165 Tim’s rationale for good mathematics teaching was from a purist stance where
the love and beauty of the subject were the main reasons for the inclusion of the subject in the curriculum. He considered mathematics to be an essential
communication tool with a unique and unambiguous language.
When questioned again during the research Tim held a firmer view that tasks take up too much teaching time and that exercises that gradually increase in difficulty were almost always better than tasks. He had changed his view about pupils tackling tasks all the time to pupils should only occasionally tackle tasks. He had therefore, after four years of teaching, resolutely remained true to his original rationale expressed during his training year. His beliefs concerning pupils experiencing tasks were also changing to be more in line with his rationale.

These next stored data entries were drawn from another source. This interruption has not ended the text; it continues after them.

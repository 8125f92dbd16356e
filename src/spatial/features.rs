//! GeoJSON feature collection reader.

use std::path::Path;

use anyhow::{Context, Result};
use geo::Point;
use geojson::GeoJson;
use tracing::{info, warn};

use super::centroid_of;
use crate::models::Row;

/// Properties and centroid of one feature
#[derive(Debug, Clone)]
pub struct FeatureRow {
    pub properties: Row,
    pub centroid: Option<Point<f64>>,
}

/// Read a FeatureCollection, reducing each geometry to its centroid.
///
/// Coordinates are taken as lon/lat (CRS84).
pub fn read_feature_collection(path: &Path) -> Result<Vec<FeatureRow>> {
    info!("Reading features from {}", path.display());
    let contents = std::fs::read_to_string(path)
        .with_context(|| format!("unable to load file {}", path.display()))?;
    let dataset: GeoJson = contents
        .parse()
        .with_context(|| format!("failed to read file {} as GeoJSON", path.display()))?;
    let collection = match dataset {
        GeoJson::FeatureCollection(collection) => collection,
        GeoJson::Feature(_) => anyhow::bail!(
            "expected a FeatureCollection but found a single Feature in {}",
            path.display()
        ),
        GeoJson::Geometry(_) => anyhow::bail!(
            "expected a FeatureCollection but found a single Geometry in {}",
            path.display()
        ),
    };

    let mut rows = Vec::with_capacity(collection.features.len());
    for (idx, feature) in collection.features.into_iter().enumerate() {
        let centroid = match feature.geometry {
            Some(geometry) => match geo::Geometry::<f64>::try_from(geometry) {
                Ok(geometry) => centroid_of(&geometry),
                Err(e) => {
                    warn!("feature {} in {}: bad geometry: {}", idx, path.display(), e);
                    None
                }
            },
            None => None,
        };
        rows.push(FeatureRow {
            properties: feature.properties.unwrap_or_default(),
            centroid,
        });
    }

    info!("Read {} features from {}", rows.len(), path.display());
    Ok(rows)
}

#[cfg(test)]
mod tests {
    use super::*;
    use std::io::Write;

    #[test]
    fn test_read_points_and_polygons() {
        let mut file = tempfile::NamedTempFile::new().unwrap();
        write!(
            file,
            r#"{{
  "type": "FeatureCollection",
  "name": "TIPLOC",
  "features": [
    {{"type": "Feature", "properties": {{"TIPLOC": "EUSTON", "NAME": "London Euston"}},
      "geometry": {{"type": "Point", "coordinates": [-0.1335, 51.528]}}}},
    {{"type": "Feature", "properties": {{"TIPLOC": "BOX"}},
      "geometry": {{"type": "Polygon", "coordinates": [[[0,0],[2,0],[2,2],[0,2],[0,0]]]}}}},
    {{"type": "Feature", "properties": {{"TIPLOC": "NOGEOM"}}, "geometry": null}}
  ]
}}"#
        )
        .unwrap();

        let rows = read_feature_collection(file.path()).unwrap();
        assert_eq!(rows.len(), 3);
        assert_eq!(rows[0].properties["NAME"], "London Euston");
        let p = rows[0].centroid.unwrap();
        assert_eq!((p.x(), p.y()), (-0.1335, 51.528));
        let c = rows[1].centroid.unwrap();
        assert_eq!((c.x(), c.y()), (1.0, 1.0));
        assert!(rows[2].centroid.is_none());
    }

    #[test]
    fn test_rejects_single_feature() {
        let mut file = tempfile::NamedTempFile::new().unwrap();
        write!(
            file,
            r#"{{"type": "Feature", "properties": {{}}, "geometry": {{"type": "Point", "coordinates": [0, 0]}}}}"#
        )
        .unwrap();
        assert!(read_feature_collection(file.path()).is_err());
    }
}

4.2.6 Biography – Mike (me)
I qualified as a mathematics teacher in 1973 immediately after studying for a mathematics degree. Whilst at school I studied pure mathematics, applied mathematics, further mathematics, music, physics and history at ‘A’ levels after ‘O’ levels. On qualifying as a mathematics teacher I took a one year post in a primary school before moving to a full-time appointment in a bilateral (grammar and secondary modern) high school. My own grammar school mathematical experiences were traditional in that I was prepared for examinations by being required to complete long, repetitive exercises of questions which gradually increased in difficulty. The lessons followed a format of being shown how to solve some examples by the teacher and then sitting in absolute silence to complete set exercises with no interaction between members of the class or with the teacher.
My initial views on how mathematics should be taught began to formulate during my training year where practical work, which involved dialogue and discussion were the norm and were encouraged as the expected pedagogical approach by the lecturers. During this period schools could ask their examining boards to examine pupils on a syllabus of their own design. The School Mathematics Project (SMP), started by Bryan Thwaites, at Southampton University, and The Midlands Mathematics Experiment (MME), organized by Cyril Hope, at Worcester College of Education, were just two such experimental mathematics curricula. Adapting my initial views on how mathematics should be taught is not surprising
166 as my teacher training lecturers were the team, under the leadership of Cyril
Hope, who developed and wrote the MME curriculum.
During my time spent teaching the landscape of school mathematics was changed and influenced by a number of important reports (Cockcroft, 1982; Swann, 1985); and major curriculum initiatives School Mathematics Project (1961); Curriculum Matters – Mathematics (HMSO, 1985a, 1985b); Cognitive Acceleration in Mathematics Education (Adey, 1988) and changes to the examination system with the introduction of GCSEs and the SATs (Dearing, 1994). All of these helped to shape my views and beliefs that mathematics should be taught in a completely different way to that in which I had experienced at school.
I eventually came to the belief, which I currently still adhere to, that good mathematics teaching and learning should be based on a number of key principles:-
1. Mathematics teaching needs to use a variety of pedagogical strategies and worthwhile tasks; appropriate activities and exercises are needed to develop mathematics skills.
2. Mathematics teaching has to build on pupils’ thinking.
3. Mathematics teaching exemplifies and develops links between mathematical topics and other subjects
4. Mathematics teaching develops the careful and precise use of mathematical language by both the teacher and pupils
5. Mathematics teaching exposes misconceptions and enables pupils to reformulate their understanding
6. Mathematics teaching encourages mathematical understanding rather than the selective recall of facts
7. Mathematics teachers need both good subject knowledge and pedagogical knowledge.